What is required ▸
Set down the records that follow in full and without changes.

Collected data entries
/---

//! Tunings loaded from Scala (`.scl`) files.
//!
//! A Scala file is plain text. Lines starting with `!` are comments. The
//! first other line describes the tuning and the next holds the number of
//! pitches. Each remaining line is one pitch above the unison, given either
//! in cents (any value with a `.`) or as a ratio (`3/2`, or a bare integer
//! such as `2`). Anything after the pitch on a line is ignored.
//!
//! ```
//! use pcmatrix::tuning::Tuning;
//!
//! let scl = "! pythagorean.scl\n\
//!            Pythagorean fifths\n \
//!            2\n \
//!            3/2\n \
//!            1200.0\n";
//! let tuning = Tuning::parse(scl).unwrap();
//! assert_eq!(tuning.description, "Pythagorean fifths");
//! assert_eq!(tuning.cents.len(), 2);
//! assert!((tuning.cents[0] - 701.955).abs() < 1e-3);
//! ```

use std::fs;
use std::path::Path;

use log::{debug, warn};

use crate::error::{Error, Result};
use crate::parser::{self, ScalaPitch};
use crate::spectrum;

/// A scale expressed as intervals above its first degree.
#[derive(Clone, Debug, Default, PartialEq)]
pub struct Tuning {
    pub description: String,
    /// Each degree's distance from the unison, in cents.
    pub cents: Vec<f64>,
}

impl Tuning {
    pub fn new(description: String, cents: Vec<f64>) -> Tuning {
        Tuning { description, cents }
    }

    /// Read a Scala file from disk.
    pub fn load<P: AsRef<Path>>(path: P) -> Result<Tuning> {
        let path = path.as_ref();
        debug!("loading tuning from {}", path.display());

        let text = fs::read_to_string(path)?;
        Tuning::parse(&text)
    }

    /// Parse Scala text held in memory.
    pub fn parse(text: &str) -> Result<Tuning> {
        let mut description = None;
        let mut declared = None;
        let mut cents = Vec::new();
        let mut last_line = 0;

        for (number, line) in text.lines().enumerate() {
            let number = number + 1;
            let line = line.trim();
            last_line = number;

            if line.starts_with('!') {
                continue;
            }
            if description.is_none() {
                description = Some(line.to_string());
                continue;
            }
            if line.is_empty() {
                continue;
            }
            if declared.is_none() {
                declared = Some(parse_count(line, number)?);
                continue;
            }

            cents.push(parse_pitch(line, number)?);
        }

        let declared = declared.ok_or_else(|| Error::MalformedTuning {
            line: last_line,
            reason: "missing note count".to_string(),
        })?;
        if declared != cents.len() {
            warn!("tuning declares {} notes but lists {}", declared, cents.len());
        }

        Ok(Tuning {
            description: description.unwrap_or_default(),
            cents,
        })
    }

    /// The degrees as frequency ratios.
    pub fn ratios(&self) -> Vec<f64> {
        self.cents.iter().map(|&c| spectrum::cents_to_ratio(c)).collect()
    }

    /// The audible frequencies of this tuning built on `fundamental`.
    pub fn frequencies(&self, fundamental: f64) -> Vec<f64> {
        spectrum::tuning_frequencies(fundamental, &self.ratios())
    }
}

fn parse_count(line: &str, number: usize) -> Result<usize> {
    line.split_whitespace()
        .next()
        .and_then(|token| token.parse().ok())
        .ok_or_else(|| Error::MalformedTuning {
            line: number,
            reason: format!("expected a note count, found {:?}", line),
        })
}

fn parse_pitch(line: &str, number: usize) -> Result<f64> {
    let malformed = |reason: String| Error::MalformedTuning {
        line: number,
        reason,
    };

    match parser::parse_scala_pitch(line).map_err(malformed)? {
        ScalaPitch::Cents(text) => text
            .parse()
            .map_err(|_| malformed(format!("bad cents value {:?}", text))),
        ScalaPitch::Ratio(numerator, denominator) => {
            if numerator <= 0 || denominator <= 0 {
                return Err(malformed(format!(
                    "ratio {}/{} is not positive",
                    numerator, denominator
                )));
            }
            Ok(spectrum::ratio_to_cents(numerator as f64 / denominator as f64))
        }
    }
}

\---

Exercise result ▸
//! Tunings loaded from Scala (`.scl`) files.
//!
//! A Scala file is plain text. Lines starting with `!` are comments. The
//! first other line describes the tuning and the next holds the number of
//! pitches. Each remaining line is one pitch above the unison, given either
//! in cents (any value with a `.`) or as a ratio (`3/2`, or a bare integer
//! such as `2`). Anything after the pitch on a line is ignored.
//!
//! ```
//! use pcmatrix::tuning::Tuning;
//!
//! let scl = "! pythagorean.scl\n\
//!            Pythagorean fifths\n \
//!            2\n \
//!            3/2\n \
//!            1200.0\n";
//! let tuning = Tuning::parse(scl).unwrap();
//! assert_eq!(tuning.description, "Pythagorean fifths");
//! assert_eq!(tuning.cents.len(), 2);
//! assert!((tuning.cents[0] - 701.955).abs() < 1e-3);
//! ```

use std::fs;
use std::path::Path;

use log::{debug, warn};

use crate::error::{Error, Result};
use crate::parser::{self, ScalaPitch};
use crate::spectrum;

/// A scale expressed as intervals above its first degree.
#[derive(Clone, Debug, Default, PartialEq)]
pub struct Tuning {
    pub description: String,
    /// Each degree's distance from the unison, in cents.
    pub cents: Vec<f64>,
}

impl Tuning {
    pub fn new(description: String, cents: Vec<f64>) -> Tuning {
        Tuning { description, cents }
    }

    /// Read a Scala file from disk.
    pub fn load<P: AsRef<Path>>(path: P) -> Result<Tuning> {
        let path = path.as_ref();
        debug!("loading tuning from {}", path.display());

        let text = fs::read_to_string(path)?;
        Tuning::parse(&text)
    }

    /// Parse Scala text held in memory.
    pub fn parse(text: &str) -> Result<Tuning> {
        let mut description = None;
        let mut declared = None;
        let mut cents = Vec::new();
        let mut last_line = 0;

        for (number, line) in text.lines().enumerate() {
            let number = number + 1;
            let line = line.trim();
            last_line = number;

            if line.starts_with('!') {
                continue;
            }
            if description.is_none() {
                description = Some(line.to_string());
                continue;
            }
            if line.is_empty() {
                continue;
            }
            if declared.is_none() {
                declared = Some(parse_count(line, number)?);
                continue;
            }

            cents.push(parse_pitch(line, number)?);
        }

        let declared = declared.ok_or_else(|| Error::MalformedTuning {
            line: last_line,
            reason: "missing note count".to_string(),
        })?;
        if declared != cents.len() {
            warn!("tuning declares {} notes but lists {}", declared, cents.len());
        }

        Ok(Tuning {
            description: description.unwrap_or_default(),
            cents,
        })
    }

    /// The degrees as frequency ratios.
    pub fn ratios(&self) -> Vec<f64> {
        self.cents.iter().map(|&c| spectrum::cents_to_ratio(c)).collect()
    }

    /// The audible frequencies of this tuning built on `fundamental`.
    pub fn frequencies(&self, fundamental: f64) -> Vec<f64> {
        spectrum::tuning_frequencies(fundamental, &self.ratios())
    }
}

fn parse_count(line: &str, number: usize) -> Result<usize> {
    line.split_whitespace()
        .next()
        .and_then(|token| token.parse().ok())
        .ok_or_else(|| Error::MalformedTuning {
            line: number,
            reason: format!("expected a note count, found {:?}", line),
        })
}

fn parse_pitch(line: &str, number: usize) -> Result<f64> {
    let malformed = |reason: String| Error::MalformedTuning {
        line: number,
        reason,
    };

    match parser::parse_scala_pitch(line).map_err(malformed)? {
        ScalaPitch::Cents(text) => text
            .parse()
            .map_err(|_| malformed(format!("bad cents value {:?}", text))),
        ScalaPitch::Ratio(numerator, denominator) => {
            if numerator <= 0 || denominator <= 0 {
                return Err(malformed(format!(
                    "ratio {}/{} is not positive",
                    numerator, denominator
                )));
            }
            Ok(spectrum::ratio_to_cents(numerator as f64 / denominator as f64))
        }
    }
}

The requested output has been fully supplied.